I prefer cooperative multiplayer to competitive. Competitive games like Mario Kart and Super Smash Brothers are fun, but I prefer any game where I’m working with my friends rather than against them. Halo Co-Op was my preferred way to play with my friends in high school. I never really got into League of Legends because it was so competitive. Even the cooperative aspect of being on a team with your friends or strangers got competitive because people took the game so seriously. That, plus the toxicity, drove me away. Overwatch, on the other hand, is a competitive game but it encourages a lot more cooperation than I feel League of Legends did. Even when queuing for Quickplay and playing with random strangers feels better because not everyone is toxic and most people agree to a basic level of cooperation. Some of my best cooperative moments and matches have been with strangers. All it takes there is communication and willingness to participate.

I’m not a terribly competitive person.
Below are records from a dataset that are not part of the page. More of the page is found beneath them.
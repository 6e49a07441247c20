use super::*;
use crate::Config;
use crate::db::{CollectionStore, Database};
use crate::media::{LinkResolver, NoOpLinkResolver};
use crate::pipeline::ArchivePipeline;
use axum::body::Body;
use axum::http::{Request, StatusCode};
use std::sync::Arc;
use std::time::Duration;
use tempfile::TempDir;
use tower::ServiceExt;

mod proxy;

/// Router plus the state and directories behind it
struct TestApp {
    router: Router,
    state: AppState,
    temp_dir: TempDir,
}

impl TestApp {
    fn download_dir(&self) -> std::path::PathBuf {
        self.state.config.storage.download_dir.clone()
    }

    async fn send(&self, request: Request<Body>) -> axum::response::Response {
        self.router.clone().oneshot(request).await.unwrap()
    }

    async fn get(&self, uri: &str) -> axum::response::Response {
        self.send(Request::builder().uri(uri).body(Body::empty()).unwrap())
            .await
    }
}

async fn test_app() -> TestApp {
    test_app_with(|_| {}).await
}

/// Build an app over a temp directory; `configure` runs before anything is wired
async fn test_app_with(configure: impl FnOnce(&mut Config)) -> TestApp {
    test_app_with_links(configure, Arc::new(NoOpLinkResolver)).await
}

async fn test_app_with_links(
    configure: impl FnOnce(&mut Config),
    links: Arc<dyn LinkResolver>,
) -> TestApp {
    let temp_dir = TempDir::new().unwrap();

    let mut config = Config::default();
    config.storage.download_dir = temp_dir.path().join("downloads");
    config.persistence.database_path = temp_dir.path().join("reelzip.db");
    config.server.api.static_dir = temp_dir.path().join("static");
    configure(&mut config);

    std::fs::create_dir_all(&config.storage.download_dir).unwrap();
    std::fs::create_dir_all(&config.server.api.static_dir).unwrap();
    std::fs::write(
        config.server.api.static_dir.join("d.html"),
        "<html><body>download page</body></html>",
    )
    .unwrap();
    std::fs::write(
        config.server.api.static_dir.join("index.html"),
        "<html><body>home</body></html>",
    )
    .unwrap();

    let store: Arc<dyn CollectionStore> =
        Arc::new(Database::new(&config.persistence.database_path).await.unwrap());
    let http = reqwest::Client::new();
    let pipeline = ArchivePipeline::from_config(store.clone(), http.clone(), &config);
    let state = AppState::new(store, pipeline, http, links, Arc::new(config));

    TestApp {
        router: create_router(state.clone()),
        state,
        temp_dir,
    }
}

async fn body_bytes(response: axum::response::Response) -> Vec<u8> {
    axum::body::to_bytes(response.into_body(), usize::MAX)
        .await
        .unwrap()
        .to_vec()
}

async fn body_json(response: axum::response::Response) -> serde_json::Value {
    serde_json::from_slice(&body_bytes(response).await).unwrap()
}

#[tokio::test]
async fn test_health_endpoint() {
    let app = test_app().await;

    let response = app.get("/health").await;

    assert_eq!(response.status(), StatusCode::OK);
    let json = body_json(response).await;
    assert_eq!(json["status"], "ok");
    assert_eq!(json["version"], env!("CARGO_PKG_VERSION"));
}

#[tokio::test]
async fn test_openapi_endpoint() {
    let app = test_app().await;

    let response = app.get("/api/openapi.json").await;

    assert_eq!(response.status(), StatusCode::OK);
    let json = body_json(response).await;
    assert_eq!(json["info"]["title"], "reelzip REST API");
    assert!(json["paths"]["/api/zip/{id}"].is_object());
}

#[tokio::test]
async fn test_swagger_ui_can_be_disabled() {
    let enabled = test_app().await;
    assert_ne!(
        enabled.get("/api-docs/openapi.json").await.status(),
        StatusCode::NOT_FOUND
    );

    let disabled = test_app_with(|c| c.server.api.swagger_ui = false).await;
    assert_eq!(
        disabled.get("/api-docs/openapi.json").await.status(),
        StatusCode::NOT_FOUND
    );
}

#[tokio::test]
async fn test_cors_enabled() {
    let app = test_app().await;

    let request = Request::builder()
        .uri("/health")
        .header("Origin", "http://localhost:5173")
        .body(Body::empty())
        .unwrap();
    let response = app.send(request).await;

    assert_eq!(response.status(), StatusCode::OK);
    assert!(
        response
            .headers()
            .contains_key("access-control-allow-origin"),
        "CORS header should be present when CORS is enabled"
    );
}

#[tokio::test]
async fn test_cors_restricted_origins() {
    let app = test_app_with(|c| {
        c.server.api.cors_origins = vec!["https://allowed.example".to_string()];
    })
    .await;

    let allowed = Request::builder()
        .uri("/health")
        .header("Origin", "https://allowed.example")
        .body(Body::empty())
        .unwrap();
    let response = app.send(allowed).await;
    assert_eq!(
        response.headers()["access-control-allow-origin"],
        "https://allowed.example"
    );

    let other = Request::builder()
        .uri("/health")
        .header("Origin", "https://other.example")
        .body(Body::empty())
        .unwrap();
    let response = app.send(other).await;
    assert!(
        !response
            .headers()
            .contains_key("access-control-allow-origin")
    );
}

#[tokio::test]
async fn test_cors_disabled() {
    let app = test_app_with(|c| c.server.api.cors_enabled = false).await;

    let request = Request::builder()
        .uri("/health")
        .header("Origin", "http://localhost:5173")
        .body(Body::empty())
        .unwrap();
    let response = app.send(request).await;

    assert!(
        !response
            .headers()
            .contains_key("access-control-allow-origin"),
        "CORS header should not be present when CORS is disabled"
    );
}

#[tokio::test]
async fn test_download_page_served_for_any_id() {
    let app = test_app().await;

    let response = app.get("/d/ab12cd34").await;

    assert_eq!(response.status(), StatusCode::OK);
    let body = String::from_utf8(body_bytes(response).await).unwrap();
    assert!(body.contains("download page"));
}

#[tokio::test]
async fn test_static_fallback() {
    let app = test_app().await;

    let response = app.get("/").await;
    assert_eq!(response.status(), StatusCode::OK);
    let body = String::from_utf8(body_bytes(response).await).unwrap();
    assert!(body.contains("home"));

    assert_eq!(app.get("/missing.js").await.status(), StatusCode::NOT_FOUND);
}

#[tokio::test]
async fn test_archives_served_with_range_support() {
    let app = test_app().await;
    std::fs::write(app.download_dir().join("abc_part1.zip"), b"0123456789").unwrap();

    let full = app.get("/downloads/abc_part1.zip").await;
    assert_eq!(full.status(), StatusCode::OK);
    assert_eq!(body_bytes(full).await, b"0123456789");

    let request = Request::builder()
        .uri("/downloads/abc_part1.zip")
        .header("Range", "bytes=2-5")
        .body(Body::empty())
        .unwrap();
    let partial = app.send(request).await;
    assert_eq!(partial.status(), StatusCode::PARTIAL_CONTENT);
    assert_eq!(body_bytes(partial).await, b"2345");
}

#[tokio::test]
async fn test_body_limit() {
    let app = test_app_with(|c| c.server.api.body_limit_bytes = 64).await;

    let links: Vec<String> = (0..20)
        .map(|i| format!("https://cdn.test/{i}.mp4"))
        .collect();
    let request = Request::builder()
        .method("POST")
        .uri("/api/collection")
        .header("content-type", "application/json")
        .body(Body::from(serde_json::json!({ "links": links }).to_string()))
        .unwrap();

    let response = app.send(request).await;
    assert_eq!(response.status(), StatusCode::PAYLOAD_TOO_LARGE);
}

#[tokio::test]
async fn test_api_server_stops_on_shutdown_signal() {
    let app = test_app().await;
    let listener = TcpListener::bind("127.0.0.1:0").await.unwrap();
    let address = listener.local_addr().unwrap();

    let (stop_tx, stop_rx) = tokio::sync::oneshot::channel::<()>();
    let handle = tokio::spawn(start_api_server(listener, app.state.clone(), async move {
        let _ = stop_rx.await;
    }));

    let response = reqwest::get(format!("http://{address}/health")).await.unwrap();
    assert!(response.status().is_success());

    stop_tx.send(()).unwrap();
    tokio::time::timeout(Duration::from_secs(5), handle)
        .await
        .expect("server should stop after the shutdown signal")
        .unwrap()
        .unwrap();

    drop(app.temp_dir);
}
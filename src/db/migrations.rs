//! Database lifecycle and schema migrations.

use crate::error::DatabaseError;
use crate::{Error, Result};
use sqlx::sqlite::{SqliteConnectOptions, SqliteJournalMode, SqlitePool};
use std::path::Path;
use std::str::FromStr;

use super::Database;

/// Schema steps in version order; a fresh database applies all of them
const MIGRATIONS: &[(i64, &[&str])] = &[(
    1,
    &[
        r#"
        CREATE TABLE collections (
            id TEXT PRIMARY KEY,
            items TEXT NOT NULL,
            created_at INTEGER NOT NULL
        )
        "#,
        "CREATE INDEX idx_collections_created_at ON collections(created_at)",
    ],
)];

fn connection_failed(context: &str) -> impl FnOnce(sqlx::Error) -> Error + '_ {
    move |e| Error::Database(DatabaseError::ConnectionFailed(format!("{context}: {e}")))
}

fn migration_failed(context: String) -> impl FnOnce(sqlx::Error) -> Error {
    move |e| Error::Database(DatabaseError::MigrationFailed(format!("{context}: {e}")))
}

impl Database {
    /// Open (or create) the SQLite file at `path` and bring its schema up to date
    ///
    /// Missing parent directories are created. The database runs in WAL mode.
    pub async fn new(path: &Path) -> Result<Self> {
        if let Some(parent) = path.parent().filter(|p| !p.as_os_str().is_empty()) {
            tokio::fs::create_dir_all(parent).await.map_err(|e| {
                Error::Database(DatabaseError::ConnectionFailed(format!(
                    "Failed to create database directory '{}': {}",
                    parent.display(),
                    e
                )))
            })?;
        }

        let options = SqliteConnectOptions::from_str(&format!("sqlite:{}", path.display()))
            .map_err(connection_failed("Invalid database path"))?
            .create_if_missing(true)
            .journal_mode(SqliteJournalMode::Wal);

        let pool = SqlitePool::connect_with(options)
            .await
            .map_err(connection_failed("Failed to open database"))?;

        let db = Self { pool };
        db.run_migrations().await?;

        Ok(db)
    }

    /// Apply every migration newer than the recorded schema version
    async fn run_migrations(&self) -> Result<()> {
        sqlx::query(
            "CREATE TABLE IF NOT EXISTS schema_version (
                version INTEGER PRIMARY KEY,
                applied_at INTEGER NOT NULL
            )",
        )
        .execute(&self.pool)
        .await
        .map_err(migration_failed("Failed to create schema_version table".into()))?;

        let applied: i64 =
            sqlx::query_scalar::<_, Option<i64>>("SELECT MAX(version) FROM schema_version")
                .fetch_one(&self.pool)
                .await
                .map_err(|e| {
                    Error::Database(DatabaseError::QueryFailed(format!(
                        "Failed to read schema version: {}",
                        e
                    )))
                })?
                .unwrap_or(0);

        for &(version, statements) in MIGRATIONS.iter().filter(|(v, _)| *v > applied) {
            self.apply_migration(version, statements).await?;
        }

        Ok(())
    }

    /// Run one migration's statements and record its version in a single transaction
    ///
    /// Dropping the transaction on an error path rolls it back.
    async fn apply_migration(&self, version: i64, statements: &[&str]) -> Result<()> {
        tracing::info!(version, "Applying database migration");

        let mut tx = self
            .pool
            .begin()
            .await
            .map_err(migration_failed(format!("Failed to begin migration v{version}")))?;

        for statement in statements {
            sqlx::query(statement)
                .execute(&mut *tx)
                .await
                .map_err(migration_failed(format!("Migration v{version} failed")))?;
        }

        sqlx::query("INSERT INTO schema_version (version, applied_at) VALUES (?, ?)")
            .bind(version)
            .bind(chrono::Utc::now().timestamp())
            .execute(&mut *tx)
            .await
            .map_err(migration_failed(format!("Failed to record migration v{version}")))?;

        tx.commit()
            .await
            .map_err(migration_failed(format!("Failed to commit migration v{version}")))?;

        tracing::info!(version, "Database migration complete");
        Ok(())
    }

    /// Close the connection pool
    ///
    /// Later queries on this handle (or any clone of it) fail.
    pub async fn close(&self) {
        self.pool.close().await;
    }

    /// Underlying connection pool
    pub fn pool(&self) -> &SqlitePool {
        &self.pool
    }
}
I don’t really care about winning or losing, I just want to play well. I want to play a game skillfully and improve, not worry about who has the most kills or whether or not I’m consistently better than my friends. I get frustrated, sure, but only when I know we’re under-performing or one of my allies is deliberately messing us up. I generally won’t try to force people to cooperate with me in games, but I have little patience for people who find pleasure in throwing games or betraying their allies.

I like to improve myself. Daily blog entries here, figuring out how to add novel-writing to my schedule, and then trying to work out between work and writing is all my attempts to make myself the best me I can be. That includes being good at my chosen recreations. I like to play video games and the part of me that is what I identify as the most core part of me also wants to be good at video games. Not so I can go pro in some competitive e-sports league or so I can rule over my friends, but for my own personal satisfaction. I want to be good to see just how good I can be.